The FACT Act requires crisis pregnancy centers to disclose if they’re not licensed by the state or if they don’t have a licensed medical provider on staff. Both licensed and unlicensed clinics have to put up a notice informing patients that California “has public programs that provide immediate free or low-cost access to comprehensive services,” including contraception, prenatal care, and abortion.

These requirements might not seem controversial, because they merely require medical providers to disclose the truth. But CPCs are suing over the law, with the help of the right-wing legal powerhouse Alliance Defending Freedom, arguing that the required notices amount to government-controlled speech and thus violate the First Amendment. As Brie Frank explained when the Supreme Court first took the case, the challengers’ objection to the law is a weak one: California’s “law does not require clinics to communicate any specific message,” just to provide accurate facts about the services they provide. The Ninth Circuit agrees — a panel of the Court of Appeals unanimously upheld the law, ruling that it was permissibly regulating medical providers, not requiring anyone to promote abortion. You can read Brie’s analysis of the case and the flaws with the CPCs arguments here.

But anti-choice advocates have another problem. Eighteen states have passed “mandatory counseling” laws that force abortion providers to give people seeking an abortion misleading or outright false information aimed at dissuading them from getting an abortion. If the Supreme Court does strike down the FACT Act on the grounds that telling the truth is compelled speech that violates CPCs’ First Amendment rights, then surely laws requiring abortion providers to share false, anti-choice propaganda violate their First Amendment rights too.

According to the Guttmacher Institute, a nonprofit tracking state abortion laws, five states require doctors to tell patients that there is a link between abortion and breast cancer. This link is nonexistent and has been repeatedly debunked by the American Cancer Society, peer-reviewed research, and the American College of Obstetricians and Gynecologists. Another thirteen states force doctors to tell women that fetuses feel pain, another baseless, anti-choice myth. Eight states also require doctors to say abortion leads to long-term mental health consequences (including increased risk of suicide) in women — even though research has found no causal link between the two.

If common-sense consumer protection laws requiring CPCs tell people the truth amount to unconstitutional “compelled speech,” then surely mandatory counseling laws forcing doctors to push ideologically-charged misinformation on their patients require “compelled speech,” too.

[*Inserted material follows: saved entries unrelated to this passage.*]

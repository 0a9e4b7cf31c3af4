//! Descriptor matching kernels, workers and the worker pool.

pub mod kernel;
mod pool;
mod worker;

pub use kernel::{BruteForceCpuMatcher, CpuMatchKernel, GpuMatchKernel, GpuMatchKernelFactory};
pub use pool::{KernelSet, MatcherPool, PairJob};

Some lower courts have already recognized that mandatory counseling laws create serious free speech problems. The Fourth Circuit overturned a controversial North Carolina law requiring doctors to perform an ultrasound and describe the fetus to women seeking abortions, even if tried to “refus[e] to hear.” In a unanimous opinion, the court ruled that the requirement was “quintessential compelled speech,” writing that it “forces physicians to say things they otherwise would not say. Moreover, the statement compelled here is ideological; it conveys a particular opinion.”

Other courts have been less willing to accept abortion providers’ challenges, creating inconsistency among circuit courts. In 2008, abortion providers challenged a South Dakota law that required providers to falsely tell patients that abortion was associated with depression and suicide, and that abortion would “terminate the life of a whole, separate, unique, living human being.” While the Eighth Circuit found that the medical literature did not support a causal link between abortion and suicide, it upheld the law, reasoning that it requires physicians to say abortion and mental health issues are “associated” rather than “caused by.” But this is a nonsense distinction — to a lay person hearing this from their doctor, that language is one and the same.

But if the Supreme Court says that the FACT Act’s minimal disclosure requirements are compelled speech, reproductive rights lawyers could get another run at the South Dakota’s law and similar ones across the country. Even if reproductive rights advocates lose this battle, it may help us win the war.